NachrichtenSelenskyj signalisiert Gesprächsbereitschaft: Ukraine am Scheideweg

Selenskyj signalisiert Gesprächsbereitschaft: Ukraine am Scheideweg

Die jüngsten Aussagen von Wolodymyr Selenskyj deuten darauf hin, dass er zu Gesprächen mit Russland bereit ist, berichtet das "Wall Street Journal". Laut der Zeitung spiegelt Selenskyjs Rhetorik die zunehmende Erschöpfung der Ukrainer wider, die den Krieg beenden wollen, während wichtige westliche Hauptstädte, darunter Washington und Berlin, weiterhin zögern, die Integration in die NATO zu beschleunigen.
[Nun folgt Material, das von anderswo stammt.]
//! # Repository Module
//!
//! Database repository implementations for Stockline.
//!
//! ## Repository Pattern
//! ```text
//! ┌─────────────────────────────────────────────────────────────────────────┐
//! │  Caller                                                                 │
//! │       │  db.catalog().list_active()                                    │
//! │       ▼                                                                 │
//! │  CatalogRepository / SaleRepository / ReportRepository                 │
//! │       │  SQL                                                            │
//! │       ▼                                                                 │
//! │  SQLite Database                                                        │
//! └─────────────────────────────────────────────────────────────────────────┘
//! ```
//!
//! ## Available Repositories
//!
//! - [`CatalogRepository`](catalog::CatalogRepository) - Products, categories, stock
//! - [`SaleRepository`](sale::SaleRepository) - Sale submission, history, edits
//! - [`ReportRepository`](report::ReportRepository) - Dashboard figures
//!
//! Every write that moves stock goes through [`adjust_stock`], inside the
//! caller's transaction.

use sqlx::SqliteConnection;
use tracing::debug;

use crate::error::{DbError, DbResult};

pub mod catalog;
pub mod report;
pub mod sale;

/// Applies a stock delta, refusing to go below zero.
///
/// ## Delta Pattern
/// ```text
///   ❌ UPDATE products SET stock = 7            (lost update)
///   ✅ UPDATE products SET stock = stock - 3    (composes)
/// ```
///
/// Returns the new stock level. Fails with [`DbError::InsufficientStock`]
/// when `stock + delta < 0` and [`DbError::NotFound`] for unknown products.
pub(crate) async fn adjust_stock(
    conn: &mut SqliteConnection,
    product_id: i64,
    delta: i64,
) -> DbResult<i64> {
    debug!(product_id, delta, "Adjusting stock");

    let updated: Option<i64> = sqlx::query_scalar(
        r#"
        UPDATE products
        SET stock = stock + ?2,
            updated_at = datetime('now')
        WHERE id = ?1 AND stock + ?2 >= 0
        RETURNING stock
        "#,
    )
    .bind(product_id)
    .bind(delta)
    .fetch_optional(&mut *conn)
    .await?;

    if let Some(stock) = updated {
        return Ok(stock);
    }

    let available: Option<i64> = sqlx::query_scalar("SELECT stock FROM products WHERE id = ?1")
        .bind(product_id)
        .fetch_optional(&mut *conn)
        .await?;

    match available {
        Some(available) => Err(DbError::InsufficientStock {
            product_id,
            available,
            requested: -delta,
        }),
        None => Err(DbError::not_found("Product", product_id)),
    }
}
//! # Database Migrations
//!
//! Embedded SQL migrations for Stockline.
//!
//! ## Adding New Migrations
//!
//! 1. Create a new file in `migrations/sqlite/` with the next sequence number
//! 2. Name format: `NNN_description.sql` (e.g., `002_add_suppliers.sql`)
//! 3. **NEVER** modify existing migrations - always add new ones

use sqlx::SqlitePool;
use tracing::info;

use crate::error::DbResult;

/// Embedded migrations from the `migrations/sqlite` directory.
static MIGRATOR: sqlx::migrate::Migrator = sqlx::migrate!("../../migrations/sqlite");

/// Runs all pending database migrations.
///
/// Idempotent; each migration runs in its own transaction, in filename order.
pub async fn run_migrations(pool: &SqlitePool) -> DbResult<()> {
    info!("Checking for pending migrations");

    MIGRATOR.run(pool).await?;

    info!("All migrations applied successfully");
    Ok(())
}

/// Returns `(total_migrations, applied_migrations)` for diagnostics.
pub async fn migration_status(pool: &SqlitePool) -> DbResult<(usize, usize)> {
    let total = MIGRATOR.migrations.len();

    let applied: i64 = sqlx::query_scalar("SELECT COUNT(*) FROM _sqlx_migrations")
        .fetch_one(pool)
        .await?;

    Ok((total, applied as usize))
}
//! # Seed Data Generator
//!
//! Populates the database with a demo catalog for development.
//!
//! ## Usage
//! ```bash
//! # Seed the configured database
//! cargo run -p stockline-db --bin seed
//!
//! # Specify database path or config file
//! cargo run -p stockline-db --bin seed -- --db ./stockline_dev.db
//! cargo run -p stockline-db --bin seed -- --config ./stockline.toml
//! ```
//!
//! Skips seeding when the catalog already has products.

use std::env;
use std::path::PathBuf;

use stockline_core::{search, Money, LOW_STOCK_THRESHOLD};
use stockline_db::{AppConfig, Database, NewCatalogItem};
use tracing::{info, warn};
use tracing_subscriber::EnvFilter;

/// Demo catalog: (category, [(name, stock, price in cents)])
const CATALOG: &[(&str, &[(&str, i64, i64)])] = &[
    (
        "Maquillaje",
        &[
            ("Base Líquida Mate TimeWise", 6, 31_000),
            ("Labial Gel Semi-Mate - Red Roma", 12, 18_500),
            ("Delineador Líquido Black", 4, 14_000),
            ("Máscara de Pestañas Lash Love", 2, 21_000),
            ("Polvo Compacto Translúcido", 0, 19_900),
        ],
    ),
    (
        "Cuidado de la piel",
        &[
            ("Crema Renovadora de Noche", 5, 42_000),
            ("Desmaquillante de Ojos", 8, 12_000),
            ("Gel Limpiador Facial", 3, 16_500),
            ("Protector Solar FPS 50", 9, 27_500),
        ],
    ),
    (
        "Fragancias",
        &[
            ("Alma Equídada Razza", 2, 55_000),
            ("Eau de Miefarran Climente", 1, 61_000),
        ],
    ),
    (
        "Suplementos",
        &[("Immun 2 Powder Radines", 7, 24_000)],
    ),
];

#[tokio::main]
async fn main() -> Result<(), Box<dyn std::error::Error>> {
    let args: Vec<String> = env::args().collect();

    let mut db_path: Option<String> = None;
    let mut config_path: Option<PathBuf> = None;

    let mut i = 1;
    while i < args.len() {
        match args[i].as_str() {
            "--db" | "-d" => {
                if i + 1 < args.len() {
                    db_path = Some(args[i + 1].clone());
                    i += 1;
                }
            }
            "--config" | "-c" => {
                if i + 1 < args.len() {
                    config_path = Some(PathBuf::from(&args[i + 1]));
                    i += 1;
                }
            }
            "--help" | "-h" => {
                println!("Stockline Seed Data Generator");
                println!();
                println!("Usage: seed [OPTIONS]");
                println!();
                println!("Options:");
                println!("  -d, --db <PATH>        Database file path (overrides config)");
                println!("  -c, --config <PATH>    Config file (default: platform config dir)");
                println!("  -h, --help             Show this help message");
                return Ok(());
            }
            _ => {}
        }
        i += 1;
    }

    let mut config = AppConfig::load(config_path)?;
    if let Some(path) = db_path {
        config.database.path = PathBuf::from(path);
    }
    init_tracing(&config.logging.filter);

    if let Some(parent) = config.database.path.parent() {
        if !parent.as_os_str().is_empty() && !config.db_config().is_in_memory() {
            std::fs::create_dir_all(parent)?;
        }
    }

    let db = Database::new(config.db_config()).await?;
    info!(path = %config.database.path.display(), "Connected, migrations applied");

    let catalog = db.catalog();
    let existing = catalog.count().await?;
    if existing > 0 {
        warn!(existing, "Catalog already has products; skipping seed");
        return Ok(());
    }

    let mut inserted = 0;
    for (category_name, products) in CATALOG {
        let category = catalog.insert_category(category_name).await?;

        for (name, stock, cents) in products.iter() {
            let item = NewCatalogItem::new(*name, *stock, Money::from_cents(*cents))
                .in_category(category.id);
            catalog.insert(&item).await?;
            inserted += 1;
        }
    }
    info!(inserted, "Demo catalog seeded");

    // Smoke-check the search path against what was just written
    let listed = catalog.list_active().await?;
    for query in ["basee", "cremas", "delinador"] {
        let hits = search(query, &listed);
        let top = hits.first().map(|item| item.name.as_str()).unwrap_or("-");
        info!(query, top, results = hits.len(), "Search check");
    }

    for item in catalog.low_stock(LOW_STOCK_THRESHOLD).await? {
        info!(name = %item.name, stock = item.stock, "Running low");
    }

    Ok(())
}

/// Installs the global tracing subscriber.
///
/// `RUST_LOG` wins over the configured filter.
fn init_tracing(default_filter: &str) {
    let filter =
        EnvFilter::try_from_default_env().unwrap_or_else(|_| EnvFilter::new(default_filter));

    tracing_subscriber::fmt().with_env_filter(filter).init();
}
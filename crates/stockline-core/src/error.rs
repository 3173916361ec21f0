//! # Error Types
//!
//! Domain-specific error types for stockline-core.
//!
//! ## Error Hierarchy
//! ```text
//! ┌─────────────────────────────────────────────────────────────────────────┐
//! │                         Error Types                                     │
//! │                                                                         │
//! │  stockline-core errors (this file)                                     │
//! │  ├── CoreError        - Cart / reconciler rule violations              │
//! │  └── ValidationError  - Input validation failures                      │
//! │                                                                         │
//! │  stockline-db errors (separate crate)                                  │
//! │  └── DbError          - Persistence failures (wraps CoreError)         │
//! │                                                                         │
//! │  Flow: ValidationError → CoreError → DbError → caller (toast/banner)   │
//! └─────────────────────────────────────────────────────────────────────────┘
//! ```
//!
//! Quantity adjustments never produce errors: they clamp silently. Only the
//! explicit "add" operations and `commit()` can fail.

use thiserror::Error;

// =============================================================================
// Core Error
// =============================================================================

/// Core business logic errors.
#[derive(Debug, Clone, PartialEq, Eq, Error)]
pub enum CoreError {
    /// The product has no stock left to sell.
    ///
    /// ## When This Occurs
    /// - `Cart::add_item` with `stock <= 0`
    /// - `SaleLineReconciler::add_line` / `change_line_product` when the
    ///   product has no headroom
    #[error("Product {name} (id {product_id}) is out of stock")]
    OutOfStock { product_id: i64, name: String },

    /// The product already has a line in the sale being edited.
    #[error("Product {name} (id {product_id}) is already part of this sale")]
    DuplicateProduct { product_id: i64, name: String },

    /// A sale (or cart) would end up without any line item.
    #[error("A sale must contain at least one product")]
    EmptyOrder,

    /// Line index does not address a live line of the working set.
    #[error("Sale line {0} does not exist")]
    LineNotFound(usize),

    /// Product id is not present in the loaded catalog.
    #[error("Product not found: {0}")]
    ProductNotFound(i64),

    /// Validation error (wraps ValidationError).
    #[error("Validation error: {0}")]
    Validation(#[from] ValidationError),
}

// =============================================================================
// Validation Error
// =============================================================================

/// Input validation errors.
#[derive(Debug, Clone, PartialEq, Eq, Error)]
pub enum ValidationError {
    /// A required field is missing or empty.
    #[error("{field} is required")]
    Required { field: String },

    /// Field value is too long.
    #[error("{field} must be at most {max} characters")]
    TooLong { field: String, max: usize },

    /// Value must be positive.
    #[error("{field} must be positive")]
    MustBePositive { field: String },

    /// Value must not be negative.
    #[error("{field} must not be negative")]
    Negative { field: String },
}

// =============================================================================
// Result Type Alias
// =============================================================================

/// Convenience type alias for Results with CoreError.
pub type CoreResult<T> = Result<T, CoreError>;
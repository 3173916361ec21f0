//! # Sale Line Reconciliation
//!
//! Editing the lines of a sale that has already been persisted, without
//! breaking stock accounting.
//!
//! ## The Headroom Rule
//! ```text
//! ┌─────────────────────────────────────────────────────────────────────────┐
//! │  Sale #12 was saved with 5 × Base Líquida. Shelf now shows 2.           │
//! │                                                                         │
//! │  Those 5 units already left the shelf FOR THIS SALE, so the line may   │
//! │  hold up to:                                                            │
//! │                                                                         │
//! │     headroom = live stock (2) + reserved by this line (5) = 7           │
//! │                                                                         │
//! │  Swap the line to Crema (stock 10):                                     │
//! │     reservation stays with Base Líquida → headroom = 10, quantity = 1   │
//! │                                                                         │
//! │  Units a removed/swapped line gives back are available to any other    │
//! │  line of the same product in this session.                             │
//! └─────────────────────────────────────────────────────────────────────────┘
//! ```
//!
//! ## Line Status
//! ```text
//!                 change_line_product            remove_line (persisted)
//!   Unchanged ──────────────────────► ProductSwapped ─────────────┐
//!     ▲   │  ◄── swap back to original ──┘                        ▼
//!     │   └──────────────────────────────────────────► MarkedForDeletion
//!     │
//!   (loaded)        NewlyAdded ── remove_line ──► dropped from the working set
//! ```
//!
//! ## Commit
//! `commit()` partitions the working set into a [`SaleWriteSet`]. The
//! reconciler never touches storage; the caller hands the write-set to the
//! persistence layer, which applies it as a single unit of work.

use std::collections::HashMap;

use serde::Serialize;
use ts_rs::TS;

use crate::error::{CoreError, CoreResult};
use crate::money::Money;
use crate::types::{CatalogItem, SaleLineItem, SaleRecord};

// =============================================================================
// Line Status
// =============================================================================

/// Where a working line stands relative to what is persisted.
#[derive(Debug, Clone, Copy, PartialEq, Eq, Serialize, TS)]
#[ts(export)]
#[serde(rename_all = "snake_case")]
pub enum LineStatus {
    /// Persisted line still holding its original product (quantity may differ).
    Unchanged,
    /// Persisted line now pointing at a different product.
    ProductSwapped,
    /// Line created during this session; never persisted.
    NewlyAdded,
    /// Persisted line the operator removed; its delete is still pending.
    MarkedForDeletion,
}

// =============================================================================
// Editable Sale Line
// =============================================================================

/// Working copy of one sale line.
#[derive(Debug, Clone, PartialEq, Eq, Serialize, TS)]
#[ts(export)]
#[serde(rename_all = "camelCase")]
pub struct EditableSaleLine {
    pub line: SaleLineItem,
    /// Product the persisted row references (the line's own product if new).
    pub original_product_id: i64,
    /// Quantity the persisted row holds (0 if new).
    pub original_quantity: i64,
    pub status: LineStatus,
    #[serde(skip)]
    #[ts(skip)]
    original_snapshot: Option<(String, Money)>,
}

impl EditableSaleLine {
    fn loaded(line: &SaleLineItem) -> Self {
        EditableSaleLine {
            line: line.clone(),
            original_product_id: line.product_id,
            original_quantity: line.quantity(),
            status: LineStatus::Unchanged,
            original_snapshot: Some((line.name.clone(), line.unit_price())),
        }
    }

    fn added(product: &CatalogItem) -> Self {
        EditableSaleLine {
            line: SaleLineItem::new(product.id, product.name.clone(), 1, product.unit_price),
            original_product_id: product.id,
            original_quantity: 0,
            status: LineStatus::NewlyAdded,
            original_snapshot: None,
        }
    }

    /// Still part of the sale after commit.
    #[inline]
    pub fn is_live(&self) -> bool {
        self.status != LineStatus::MarkedForDeletion
    }

    #[inline]
    fn is_persisted(&self) -> bool {
        self.line.id.is_some()
    }

    /// Units of `original_product_id` this line gives back to the shelf.
    fn released_quantity(&self) -> i64 {
        let gave_up_product = !self.is_live() || self.line.product_id != self.original_product_id;
        if self.is_persisted() && gave_up_product {
            self.original_quantity
        } else {
            0
        }
    }
}

// =============================================================================
// Write Set
// =============================================================================

/// The minimal set of writes that turns the persisted sale into the edited one.
#[derive(Debug, Clone, Default, PartialEq, Eq, Serialize, TS)]
#[ts(export)]
#[serde(rename_all = "camelCase")]
pub struct SaleWriteSet {
    /// Lines to insert (ids are `None`).
    pub creates: Vec<SaleLineItem>,
    /// Persisted lines whose quantity changed.
    pub updates: Vec<SaleLineItem>,
    /// Persisted line ids to delete.
    pub deletes: Vec<i64>,
    /// Σ subtotal of surviving lines.
    pub new_total: Money,
}

/// One step of a write-set, in application order.
#[derive(Debug, Clone, PartialEq, Eq, Serialize)]
#[serde(tag = "kind", rename_all = "snake_case")]
pub enum SaleLineCommand {
    Delete { line_id: i64 },
    Update { line: SaleLineItem },
    Create { line: SaleLineItem },
    UpdateTotals { new_total: Money },
}

impl SaleWriteSet {
    /// Flattens the write-set into ordered commands.
    ///
    /// Deletes run first so that units they give back are on the shelf
    /// before updates and creates draw from it; the total is written last.
    pub fn commands(&self) -> Vec<SaleLineCommand> {
        let deletes = self
            .deletes
            .iter()
            .map(|&line_id| SaleLineCommand::Delete { line_id });
        let updates = self
            .updates
            .iter()
            .map(|line| SaleLineCommand::Update { line: line.clone() });
        let creates = self
            .creates
            .iter()
            .map(|line| SaleLineCommand::Create { line: line.clone() });

        deletes
            .chain(updates)
            .chain(creates)
            .chain(std::iter::once(SaleLineCommand::UpdateTotals {
                new_total: self.new_total,
            }))
            .collect()
    }

    /// No line changes at all.
    pub fn is_empty(&self) -> bool {
        self.creates.is_empty() && self.updates.is_empty() && self.deletes.is_empty()
    }
}

// =============================================================================
// Reconciler
// =============================================================================

/// Working set for editing one persisted sale.
///
/// Indexes address the working set, including lines marked for deletion.
/// Removing a never-persisted line shifts the indexes after it.
#[derive(Debug, Clone)]
pub struct SaleLineReconciler {
    lines: Vec<EditableSaleLine>,
    catalog: HashMap<i64, CatalogItem>,
}

impl SaleLineReconciler {
    /// Loads persisted lines against the current catalog.
    pub fn new(lines: &[SaleLineItem], catalog: &[CatalogItem]) -> Self {
        SaleLineReconciler {
            lines: lines.iter().map(EditableSaleLine::loaded).collect(),
            catalog: catalog.iter().map(|item| (item.id, item.clone())).collect(),
        }
    }

    /// Loads the lines of a sale record.
    pub fn from_record(record: &SaleRecord, catalog: &[CatalogItem]) -> Self {
        Self::new(&record.lines, catalog)
    }

    /// The whole working set, including lines pending deletion.
    pub fn lines(&self) -> &[EditableSaleLine] {
        &self.lines
    }

    /// Lines that will survive the commit.
    pub fn live_lines(&self) -> impl Iterator<Item = &EditableSaleLine> {
        self.lines.iter().filter(|l| l.is_live())
    }

    /// Running total of surviving lines.
    pub fn total(&self) -> Money {
        self.live_lines().map(|l| l.line.subtotal()).sum()
    }

    /// Maximum quantity the line at `index` may hold.
    pub fn headroom(&self, index: usize) -> CoreResult<i64> {
        let line = self.live_line(index)?;
        Ok(self.headroom_for(Some(index), line.line.product_id))
    }

    /// Appends a new line for `product` with quantity 1.
    ///
    /// `product` is taken as the freshest view of that catalog entry.
    pub fn add_line(&mut self, product: &CatalogItem) -> CoreResult<usize> {
        self.ensure_not_present(product, None)?;
        self.catalog.insert(product.id, product.clone());

        if self.headroom_for(None, product.id) < 1 {
            return Err(out_of_stock(product));
        }

        self.lines.push(EditableSaleLine::added(product));
        Ok(self.lines.len() - 1)
    }

    /// Points the line at another catalog product.
    ///
    /// Name and price are taken from the catalog and quantity resets to 1.
    /// Swapping a persisted line back to its original product restores the
    /// original snapshot and reservation.
    pub fn change_line_product(&mut self, index: usize, new_product_id: i64) -> CoreResult<()> {
        let current = self.live_line(index)?.line.product_id;
        if current == new_product_id {
            return Ok(());
        }

        let product = self
            .catalog
            .get(&new_product_id)
            .cloned()
            .ok_or(CoreError::ProductNotFound(new_product_id))?;

        self.ensure_not_present(&product, Some(index))?;

        if self.headroom_for(Some(index), new_product_id) < 1 {
            return Err(out_of_stock(&product));
        }

        let editable = &mut self.lines[index];
        let (name, unit_price, status) = match (&editable.original_snapshot, editable.status) {
            (_, LineStatus::NewlyAdded) => {
                editable.original_product_id = product.id;
                (product.name.clone(), product.unit_price, LineStatus::NewlyAdded)
            }
            (Some((name, price)), _) if product.id == editable.original_product_id => {
                (name.clone(), *price, LineStatus::Unchanged)
            }
            _ => (product.name.clone(), product.unit_price, LineStatus::ProductSwapped),
        };

        let id = editable.line.id;
        editable.line = SaleLineItem::new(product.id, name, 1, unit_price);
        editable.line.id = id;
        editable.status = status;
        Ok(())
    }

    /// Sets a line's quantity, clamped into `[1, headroom]`.
    ///
    /// Returns the quantity actually stored.
    pub fn set_line_quantity(&mut self, index: usize, requested: i64) -> CoreResult<i64> {
        let headroom = self.headroom(index)?;
        let quantity = requested.min(headroom).max(1);
        self.lines[index].line.set_quantity(quantity);
        Ok(quantity)
    }

    /// Removes a line.
    ///
    /// Persisted lines stay in the working set marked for deletion so the
    /// delete is emitted; new lines are dropped outright.
    pub fn remove_line(&mut self, index: usize) -> CoreResult<()> {
        let line = self.lines.get_mut(index).ok_or(CoreError::LineNotFound(index))?;

        if line.is_persisted() {
            line.status = LineStatus::MarkedForDeletion;
        } else {
            self.lines.remove(index);
        }
        Ok(())
    }

    /// Computes the write-set for the current working set.
    ///
    /// Fails with [`CoreError::EmptyOrder`] when no line would survive.
    pub fn commit(&self) -> CoreResult<SaleWriteSet> {
        if self.live_lines().next().is_none() {
            return Err(CoreError::EmptyOrder);
        }

        let mut write_set = SaleWriteSet {
            new_total: self.total(),
            ..SaleWriteSet::default()
        };

        for editable in &self.lines {
            match (editable.status, editable.line.id) {
                (LineStatus::Unchanged, Some(_)) => {
                    if editable.line.quantity() != editable.original_quantity {
                        write_set.updates.push(editable.line.clone());
                    }
                }
                (LineStatus::Unchanged, None) | (LineStatus::NewlyAdded, _) => {
                    write_set.creates.push(unsaved(&editable.line));
                }
                (LineStatus::ProductSwapped, Some(old_id)) => {
                    write_set.deletes.push(old_id);
                    write_set.creates.push(unsaved(&editable.line));
                }
                (LineStatus::ProductSwapped, None) => {
                    write_set.creates.push(unsaved(&editable.line));
                }
                (LineStatus::MarkedForDeletion, Some(old_id)) => {
                    write_set.deletes.push(old_id);
                }
                (LineStatus::MarkedForDeletion, None) => {}
            }
        }

        Ok(write_set)
    }

    // -------------------------------------------------------------------------
    // Helpers
    // -------------------------------------------------------------------------

    fn live_line(&self, index: usize) -> CoreResult<&EditableSaleLine> {
        self.lines
            .get(index)
            .filter(|l| l.is_live())
            .ok_or(CoreError::LineNotFound(index))
    }

    /// Live stock of the product plus units given back by this session,
    /// plus the line's own reservation when it targets its original product.
    fn headroom_for(&self, index: Option<usize>, product_id: i64) -> i64 {
        let stock = self.catalog.get(&product_id).map_or(0, |item| item.stock.max(0));

        let released: i64 = self
            .lines
            .iter()
            .enumerate()
            .filter(|(j, l)| Some(*j) != index && l.original_product_id == product_id)
            .map(|(_, l)| l.released_quantity())
            .sum();

        let own = index
            .map(|i| &self.lines[i])
            .filter(|l| l.is_persisted() && l.original_product_id == product_id)
            .map_or(0, |l| l.original_quantity);

        stock + released + own
    }

    fn ensure_not_present(&self, product: &CatalogItem, skip: Option<usize>) -> CoreResult<()> {
        let duplicate = self
            .lines
            .iter()
            .enumerate()
            .any(|(j, l)| Some(j) != skip && l.is_live() && l.line.product_id == product.id);

        if duplicate {
            return Err(CoreError::DuplicateProduct {
                product_id: product.id,
                name: product.name.clone(),
            });
        }
        Ok(())
    }
}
Selenskyj signalisiert Gesprächsbereitschaft: Ukraine am Scheideweg
Bildquelle: © Getty Images | 2024 Anadolu

In einer Reihe von Interviews und öffentlichen Erklärungen in der vergangenen Woche bemühte sich Selenskyj zu zeigen, dass er bereit ist, Verhandlungen zur Beendigung des Konflikts aufzunehmen – eine Forderung, die der ehemalige US-Präsident Donald Trump während seines Wahlkampfs wiederholt erhoben hatte. Den größten Teil des Krieges hielt Selenskyj daran fest, dass sein Land kämpfen werde, bis es etwa 20 Prozent des Territoriums zurückerobert hat, das derzeit von Moskau kontrolliert wird.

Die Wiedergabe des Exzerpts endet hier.